● **DATA FOR ANALYSIS**
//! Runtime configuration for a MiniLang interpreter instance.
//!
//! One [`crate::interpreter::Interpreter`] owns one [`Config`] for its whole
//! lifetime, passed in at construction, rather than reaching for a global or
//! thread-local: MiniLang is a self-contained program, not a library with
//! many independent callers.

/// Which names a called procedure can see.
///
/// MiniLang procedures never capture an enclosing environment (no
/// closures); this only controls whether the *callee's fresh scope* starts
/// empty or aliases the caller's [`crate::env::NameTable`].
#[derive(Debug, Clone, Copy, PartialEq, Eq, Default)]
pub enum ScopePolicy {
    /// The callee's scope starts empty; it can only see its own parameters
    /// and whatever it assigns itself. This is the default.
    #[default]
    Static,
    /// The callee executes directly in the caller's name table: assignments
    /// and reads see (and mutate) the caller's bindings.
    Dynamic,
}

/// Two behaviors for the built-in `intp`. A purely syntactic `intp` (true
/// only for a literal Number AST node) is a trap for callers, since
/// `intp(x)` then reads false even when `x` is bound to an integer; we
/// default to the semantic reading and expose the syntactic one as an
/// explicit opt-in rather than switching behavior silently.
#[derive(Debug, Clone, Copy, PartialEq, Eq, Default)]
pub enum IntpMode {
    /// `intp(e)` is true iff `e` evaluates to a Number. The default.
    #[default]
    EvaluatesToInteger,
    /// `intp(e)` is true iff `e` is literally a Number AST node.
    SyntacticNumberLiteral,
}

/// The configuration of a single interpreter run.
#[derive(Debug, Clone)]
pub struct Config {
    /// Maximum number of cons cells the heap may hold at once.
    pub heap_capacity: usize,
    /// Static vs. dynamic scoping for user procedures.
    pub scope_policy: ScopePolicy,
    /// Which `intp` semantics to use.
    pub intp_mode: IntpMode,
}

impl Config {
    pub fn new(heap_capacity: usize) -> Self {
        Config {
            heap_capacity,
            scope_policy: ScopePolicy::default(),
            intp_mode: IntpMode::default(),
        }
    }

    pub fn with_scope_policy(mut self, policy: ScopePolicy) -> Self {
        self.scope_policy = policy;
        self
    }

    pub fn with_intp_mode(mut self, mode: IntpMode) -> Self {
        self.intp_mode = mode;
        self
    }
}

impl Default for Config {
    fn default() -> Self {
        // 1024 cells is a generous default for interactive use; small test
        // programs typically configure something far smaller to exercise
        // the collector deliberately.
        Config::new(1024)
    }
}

● **WHAT IS EXPECTED**
Find the string "callers" in the entries above and return each line that holds it.

● **ANSWER TO THE EXERCISE**
//! many independent callers.
/// only for a literal Number AST node) is a trap for callers, since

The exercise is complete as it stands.